A la mi-temps, les Angevins mènent 4-0 et sont informés de la situation sur les autres stades. Strasbourg a pris l'avantage sur Nantes, il faut espérer que la situation s'inverse en Alsace. Mais un autre espoir, un peu fou, émerge : Saint-Etienne, assuré du titre depuis longtemps, joue le jeu et mène à Lens. Dès lors, le SCO a presque l'assurance de revenir à égalité de point avec les Lensois. Il reste évidemment l'obstacle de la différence de buts par rapport à Lens mais l'écart est déjà passé de -11 à -6. Or les Angevins savent à quel point leur adversaire aixois est friable : en le forçant, il peut exploser ! Et si les Stéphanois continuent à leur niveau habituel, le SCO peut devancer Lens ! C'est donc une équipe angevine prête à tout écraser qui attaque la deuxième mi-temps tambour battant.

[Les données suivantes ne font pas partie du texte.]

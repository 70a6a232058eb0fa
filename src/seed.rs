//! The compiled-in sample tasks the list screen starts with.

use crate::fields::TaskStatus;
use crate::task::Task;

const SEED: [(&str, &str, &str, TaskStatus, i64, i64); 6] = [
    (
        "task-001",
        "Review weekly goals",
        "Align on top priorities for the week.",
        TaskStatus::Pending,
        1_720_000_000_000,
        1_720_000_000_000,
    ),
    (
        "task-002",
        "Write project brief",
        "Outline scope, timeline, and risks.",
        TaskStatus::Completed,
        1_720_003_600_000,
        1_720_007_200_000,
    ),
    (
        "task-003",
        "Schedule stakeholder sync",
        "Confirm attendees and time options.",
        TaskStatus::Pending,
        1_720_010_800_000,
        1_720_010_800_000,
    ),
    (
        "task-004",
        "Organize research notes",
        "Tag findings for quick retrieval.",
        TaskStatus::Completed,
        1_720_014_400_000,
        1_720_018_000_000,
    ),
    (
        "task-005",
        "Prepare demo script",
        "Focus on the top three outcomes.",
        TaskStatus::Pending,
        1_720_021_600_000,
        1_720_021_600_000,
    ),
    (
        "task-006",
        "Send follow-up notes",
        "Recap decisions and next steps.",
        TaskStatus::Completed,
        1_720_025_200_000,
        1_720_028_800_000,
    ),
];

/// Fresh copies of the six sample tasks, in list order.
pub fn seed_tasks() -> Vec<Task> {
    SEED.iter()
        .map(|&(id, title, description, status, created_at, updated_at)| Task {
            id: id.to_string(),
            title: title.to_string(),
            description: description.to_string(),
            status,
            created_at,
            updated_at,
        })
        .collect()
}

Tulik marque à la 51'. Dans la foulée, contre-temps : sur un coup-franc anodin, Cossou rentre le premier but aixois : 5-1. Qu'importe, sur l'engagement Dubaële réplique : 6-1. Les Angevins continuent de pousser mais les Provençaux résistent. Poli, enfin, marque à nouveau (7-1, 64'). Sept minutes plus tard, Dubaële réussit à son tour le doublé (8-1). Il reste encore vingt minutes, largement de quoi alourdir l'addition, mais le SCO ne donne peut-être pas tout ce qu'il a. Il faut attendre la fin de match pour assister au dernier but, inscrit par Tulik (9-1, 88').
Le SCO a certes totalisé, mais est-ce suffisant ? Au final, il possède 34 points, une différence de -14 avec 56 buts marqués et 70 encaissés. Le résultat de la Meinau parvient : Strasbourg a battu Nantes 3 à 1, l'espoir s'envole de ce côté. Enfin, on annonce le score de Bollaert : Saint-Etienne a battu Lens 3 à 1, ce qui signifie que les Lensois terminent avec 34 points, une différence de -13 pour 48 buts marqués et 61 encaissés. Autrement dit, le SCO ne perd sa place en D1 que pour un simple petit but : il aurait suffi d'en marquer un supplémentaire ou d'éviter celui des Aixois pour finir avec la même différence du buts que les Lensois et pour les devancer au nombre de buts marqués ! C'est peut-être le reflet de la saison : le SCO avait mille fois les moyens de conserver sa place en D1, et même brillamment mais, excès de suffisance, péché de négligence, préparation physique insuffisante ou simple malchance, il n'a pas donné tout ce qu'il pouvait. La saison 1967-1968 restera donc celle de l'un des plus incroyables loupés de l'histoire du championnat de France. Comment une équipe efficace, expérimentée et si bien partie a-t-elle pu dériver de telle manière ? Il restera toujours une part de mystère dans cette invraisemblable déroute.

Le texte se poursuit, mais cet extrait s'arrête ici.